TOP_CHAR_POS = Point(480, 695)

RIGHT_CHAR_POS = Point(605, 814)

BOTTOM_CHAR_POS = Point(483, 945)

def _gen_permutation(n: int):

return _gen_permutation_for_list(

[LEFT_CHAR_POS, RIGHT_CHAR_POS, TOP_CHAR_POS, BOTTOM_CHAR_POS], n)

def _gen_permutation_for_list(positions: List[Point[int]], n: int):

return permutations(positions, n)

def _move_through_permutation(permutation: List[Tuple[str]]):

for i, pos in enumerate(permutation):

duration = 0.001

pg.moveTo(x=pos[0], y=pos[1], duration=duration)

if i == 0:

pg.mouseDown()

pg.mouseUp()

def position_based_permute_solver(positions: List[Point[int]]):

for i in range(3, len(positions)+1):

for permutation in _gen_permutation_for_list(positions, i):

_move_through_permutation(permutation)

def four_char_permute_solver():

for permutation in _gen_permutation(3):

_move_through_permutation(permutation)

for permutation in _gen_permutation(4):

_move_through_permutation(permutation)

This would just swipe all the permutations for 3 and 4 positions, hard coded to the exact pixel placement I got by running pyautogui.mouseInfo() and seeing what the number was for my cursor. While fun and pretty stupid, this approach fell apart as soon as a fifth and sixth character were introduced. Instead of just adding more pixel positions and permutations, I decided to try and be smarter.

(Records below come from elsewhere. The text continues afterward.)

//! Technical indicator implementations.
//!
//! This module provides types for representing indicator values and series:
//! - `IndicatorPoint`: A single point in an indicator time series
//! - `IndicatorValue`: Enum for different indicator output shapes
//! - `IndicatorType`: Enum for indicator identity + parameters (serves as HashMap key)
//! - `IndicatorSeries`: A time series of indicator values
//!
//! Every series has one point per input bar. Points inside an indicator's
//! warmup are marked `valid: false`.

pub mod adx;
pub mod atr;
pub mod ema;
pub mod macd;
pub mod mfi;
pub mod obv;
pub mod rsi;
pub mod supertrend;

pub use adx::calculate_adx;
pub use atr::calculate_atr;
pub use ema::calculate_ema;
pub use macd::calculate_macd;
pub use mfi::calculate_mfi;
pub use obv::calculate_obv;
pub use rsi::calculate_rsi;
pub use supertrend::calculate_supertrend;

use chrono::NaiveDateTime;
use std::fmt;

#[derive(Debug, Clone, PartialEq)]
pub struct IndicatorPoint {
    pub timestamp: NaiveDateTime,
    pub valid: bool,
    pub value: IndicatorValue,
}

#[derive(Debug, Clone, PartialEq)]
pub enum IndicatorValue {
    Simple(f64),
    Macd {
        line: f64,
        signal: f64,
        histogram: f64,
    },
    Adx {
        adx: f64,
        plus_di: f64,
        minus_di: f64,
    },
    Supertrend {
        line: f64,
        uptrend: bool,
    },
}

impl IndicatorValue {
    pub fn simple(&self) -> Option<f64> {
        match self {
            IndicatorValue::Simple(v) => Some(*v),
            _ => None,
        }
    }
}

#[derive(Debug, Clone, PartialEq, Eq, Hash)]
pub enum IndicatorType {
    Ema(usize),
    Rsi(usize),
    Adx(usize),
    Mfi(usize),
    Obv,
    Macd {
        fast: usize,
        slow: usize,
        signal: usize,
    },
    Supertrend {
        period: usize,
        multiplier_x100: u32,
    },
}

impl IndicatorType {
    /// Minimum number of bars before the first valid point.
    pub fn min_bars(&self) -> usize {
        match self {
            IndicatorType::Ema(n) => *n,
            IndicatorType::Rsi(n) | IndicatorType::Mfi(n) => n + 1,
            IndicatorType::Adx(n) => 2 * n,
            IndicatorType::Obv => 1,
            IndicatorType::Macd { fast, slow, signal } => fast.max(slow) + signal - 1,
            IndicatorType::Supertrend { period, .. } => *period,
        }
    }
}

#[derive(Debug, Clone)]
pub struct IndicatorSeries {
    pub indicator_type: IndicatorType,
    pub values: Vec<IndicatorPoint>,
}

impl IndicatorSeries {
    /// The final point, if it is past warmup.
    pub fn latest(&self) -> Option<&IndicatorValue> {
        self.values.last().filter(|p| p.valid).map(|p| &p.value)
    }

    /// The trailing `n` valid simple values, oldest first.
    pub fn tail_simple(&self, n: usize) -> Vec<f64> {
        let valid: Vec<f64> = self
            .values
            .iter()
            .filter(|p| p.valid)
            .filter_map(|p| p.value.simple())
            .collect();
        valid[valid.len().saturating_sub(n)..].to_vec()
    }
}

impl fmt::Display for IndicatorType {
    fn fmt(&self, f: &mut fmt::Formatter<'_>) -> fmt::Result {
        match self {
            IndicatorType::Ema(period) => write!(f, "EMA({})", period),
            IndicatorType::Rsi(period) => write!(f, "RSI({})", period),
            IndicatorType::Adx(period) => write!(f, "ADX({})", period),
            IndicatorType::Mfi(period) => write!(f, "MFI({})", period),
            IndicatorType::Obv => write!(f, "OBV"),
            IndicatorType::Macd { fast, slow, signal } => {
                write!(f, "MACD({},{},{})", fast, slow, signal)
            }
            IndicatorType::Supertrend {
                period,
                multiplier_x100,
            } => {
                let mult = *multiplier_x100 as f64 / 100.0;
                write!(f, "SUPERTREND({},{})", period, mult)
            }
        }
    }
}

/// Placeholder point used during warmup.
pub(crate) fn warmup_point(timestamp: NaiveDateTime) -> IndicatorPoint {
    IndicatorPoint {
        timestamp,
        valid: false,
        value: IndicatorValue::Simple(0.0),
    }
}


#[cfg(test)]
mod tests {
    use super::*;

    #[test]
    fn indicator_type_display() {
        assert_eq!(IndicatorType::Ema(21).to_string(), "EMA(21)");
        assert_eq!(IndicatorType::Obv.to_string(), "OBV");
        let macd = IndicatorType::Macd {
            fast: 12,
            slow: 26,
            signal: 9,
        };
        assert_eq!(macd.to_string(), "MACD(12,26,9)");
        let st = IndicatorType::Supertrend {
            period: 7,
            multiplier_x100: 300,
        };
        assert_eq!(st.to_string(), "SUPERTREND(7,3)");
    }

    #[test]
    fn min_bars_per_indicator() {
        assert_eq!(IndicatorType::Ema(21).min_bars(), 21);
        assert_eq!(IndicatorType::Rsi(14).min_bars(), 15);
        assert_eq!(IndicatorType::Mfi(14).min_bars(), 15);
        assert_eq!(IndicatorType::Adx(14).min_bars(), 28);
        assert_eq!(IndicatorType::Obv.min_bars(), 1);
        assert_eq!(
            IndicatorType::Macd {
                fast: 12,
                slow: 26,
                signal: 9
            }
            .min_bars(),
            34
        );
        assert_eq!(
            IndicatorType::Supertrend {
                period: 7,
                multiplier_x100: 300
            }
            .min_bars(),
            7
        );
    }

    #[test]
    fn latest_requires_valid_point() {
        let series = IndicatorSeries {
            indicator_type: IndicatorType::Ema(3),
            values: vec![warmup_point(test_support::ts(0))],
        };
        assert!(series.latest().is_none());

        let series = IndicatorSeries {
            indicator_type: IndicatorType::Ema(1),
            values: vec![IndicatorPoint {
                timestamp: test_support::ts(0),
                valid: true,
                value: IndicatorValue::Simple(4.0),
            }],
        };
        assert_eq!(series.latest(), Some(&IndicatorValue::Simple(4.0)));
    }

    #[test]
    fn tail_simple_skips_warmup() {
        let mut values = vec![warmup_point(test_support::ts(0))];
        for i in 1..5 {
            values.push(IndicatorPoint {
                timestamp: test_support::ts(i),
                valid: true,
                value: IndicatorValue::Simple(i as f64),
            });
        }
        let series = IndicatorSeries {
            indicator_type: IndicatorType::Rsi(1),
            values,
        };
        assert_eq!(series.tail_simple(2), vec![3.0, 4.0]);
        assert_eq!(series.tail_simple(10), vec![1.0, 2.0, 3.0, 4.0]);
    }
}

#### The Pitfalls of Trying to Be Smarter

If you want to pick letters on the screen, you find that the first thing you need to do is have a screenshot of those letters to “find” them. This is a chicken and egg problem that is solved by me:

- Pausing the solver
- Screenshotting a picture of each letter
- Adding them to a folder and labelling each with the corresponding letter (e.g. a.png )
- Restarting the solver and seeing if it’s smart enough to find the letter

Pyautogui wraps a handful of other image libraries like opencv and Pillow , but basically I just played around with how I could set the confidence when matching, and found that for certain letters like O and Q I needed to up the similarity. I then needed to deduplicate all the matches found right around the letter, since lowering the confidence meant that you got a lot of clustered duplicates. Also I kept finding I’s inside H’s, so annoying.

Being smart is annoying!

Anyway having played around with that a ton, I also realized I had to highlight the letters to start (that’s the initial sweep in the gif above). I just hard coded some relative pixel positions to the back arrow at the top (more screenshots!)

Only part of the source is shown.